IKON is also showing a short visual documentary on Tanaka, with an over the shoulder point of view while she repeatedly sketches circles in the sand. Nothing but that for 15 minutes. In fact, most of her career suggests she’s on a dedicated, mathematical undertaking. The girl found round and couldn’t leave it.

Yayoi Kusama: A garden of polka dots

Of course, round is usually associated with another of Japan’s post-war artists, Yayoi Kusama. At Victoria Miro’s gallery in East London, Kusama is exhibiting more of her polka-dot pride, in both painting and sculpture. Her pre-occupation with the idea of infinity has led Kusama to yards upon yards of brightly hued, vibrating polka dots.
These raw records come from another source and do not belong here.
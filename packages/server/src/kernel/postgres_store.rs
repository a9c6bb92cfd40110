// Postgres implementations of the search and usage stores.
//
// Thin adapters: every query lives on a domain model; this file only routes
// trait calls to them.

use anyhow::{Context, Result};
use async_trait::async_trait;
use sqlx::PgPool;

use super::{BaseSearchStore, BaseUsageStore};
use crate::common::{Coordinates, NeedId, ProviderId, SearchSessionId};
use crate::domains::crisis::CrisisKeyword;
use crate::domains::needs::{Need, NeedMatch};
use crate::domains::providers::{HostProfile, Provider, ProviderWithRelations};
use crate::domains::search::{NewSearchSession, SearchSession};

#[derive(Clone)]
pub struct PostgresSearchStore {
    pool: PgPool,
}

impl PostgresSearchStore {
    pub fn new(pool: PgPool) -> Self {
        Self { pool }
    }
}

#[async_trait]
impl BaseSearchStore for PostgresSearchStore {
    async fn find_host(&self, id: ProviderId) -> Result<Option<HostProfile>> {
        HostProfile::find_by_id(id, &self.pool)
            .await
            .context("Failed to load host provider")
    }

    async fn host_excluded_terms(&self, id: ProviderId) -> Result<Vec<String>> {
        HostProfile::excluded_terms(id, &self.pool)
            .await
            .context("Failed to load host excluded terms")
    }

    async fn match_needs(
        &self,
        embedding: &[f32],
        threshold: f64,
        limit: i64,
    ) -> Result<Vec<NeedMatch>> {
        Need::match_by_embedding(embedding, threshold, limit, &self.pool)
            .await
            .context("Need similarity search failed")
    }

    async fn provider_ids_within(
        &self,
        center: Coordinates,
        radius_meters: f64,
    ) -> Result<Vec<ProviderId>> {
        Provider::ids_within_radius(center.lat, center.lng, radius_meters, &self.pool)
            .await
            .context("Nearby provider query failed")
    }

    async fn find_providers_for_needs(
        &self,
        need_ids: &[NeedId],
        within: Option<&[ProviderId]>,
        limit: i64,
    ) -> Result<Vec<ProviderWithRelations>> {
        let providers = Provider::find_active_offering_needs(need_ids, within, limit, &self.pool)
            .await
            .context("Failed to fetch providers")?;

        ProviderWithRelations::load(providers, &self.pool)
            .await
            .context("Failed to load provider relations")
    }

    async fn active_crisis_keywords(&self) -> Result<Vec<CrisisKeyword>> {
        CrisisKeyword::find_active(&self.pool)
            .await
            .context("Failed to load crisis keywords")
    }
}

#[derive(Clone)]
pub struct PostgresUsageStore {
    pool: PgPool,
}

impl PostgresUsageStore {
    pub fn new(pool: PgPool) -> Self {
        Self { pool }
    }
}

#[async_trait]
impl BaseUsageStore for PostgresUsageStore {
    async fn create_session(&self, session: &NewSearchSession) -> Result<SearchSessionId> {
        SearchSession::create(session, &self.pool)
            .await
            .context("Failed to create search session")
    }

    async fn increment_session_usage(&self, id: SearchSessionId, tokens: i64) -> Result<()> {
        SearchSession::increment_usage(id, tokens, &self.pool)
            .await
            .context("Failed to increment session usage")
    }

    async fn increment_host_usage(&self, id: ProviderId, tokens: i64) -> Result<()> {
        HostProfile::increment_token_usage(id, tokens, &self.pool)
            .await
            .context("Failed to increment host usage")
    }
}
Nobody can claim a polka dot like Yayoi Kusama. Unlike Tanaka, Kusama doesn’t appear to be influenced by any one art group or -ism, and instead has roots in hallucinatory visions as well as her own mental struggle. Like Tanaka, however, Kusama was thrust upon the western stage during the 1950s, and to suggest the war might have had something to do with the aesthetic combination of bright colours and geometric forms would seem to make sense.

Takashi Murakami: Superflat...and super happy.

Which finally led me to think about the most famous living Japanese artist, Takashi Murakami, the Japanese prince of bright lights, syrupy colours, and happy faces, mixed up in a Warholian-sized art factory. One never knows if Murakami is really that joyful, or, as I suspect, just exhibiting the image of ourselves, back on ourselves. While researching Murakami, I came across a book called, “Little Boy: The Arts of Japan’s Exploding Subculture” published in 2005.  According to Wikipedia, the book “interprets the complex intuitive twist of postwar Japanese art, while defining its high-spirited and naturally buoyant escape from human tragedy and the events of World War 2″.

So that’s what war does to us: initiates a search for happiness which then manifests in art. The usual claim is the other way around, art makes peace. Given this formula, and given the overabundance of today’s political and religious strife, I reckon by mid-century the Earth will be the merriest planet in the solar system. Can’t we just skip to that bit?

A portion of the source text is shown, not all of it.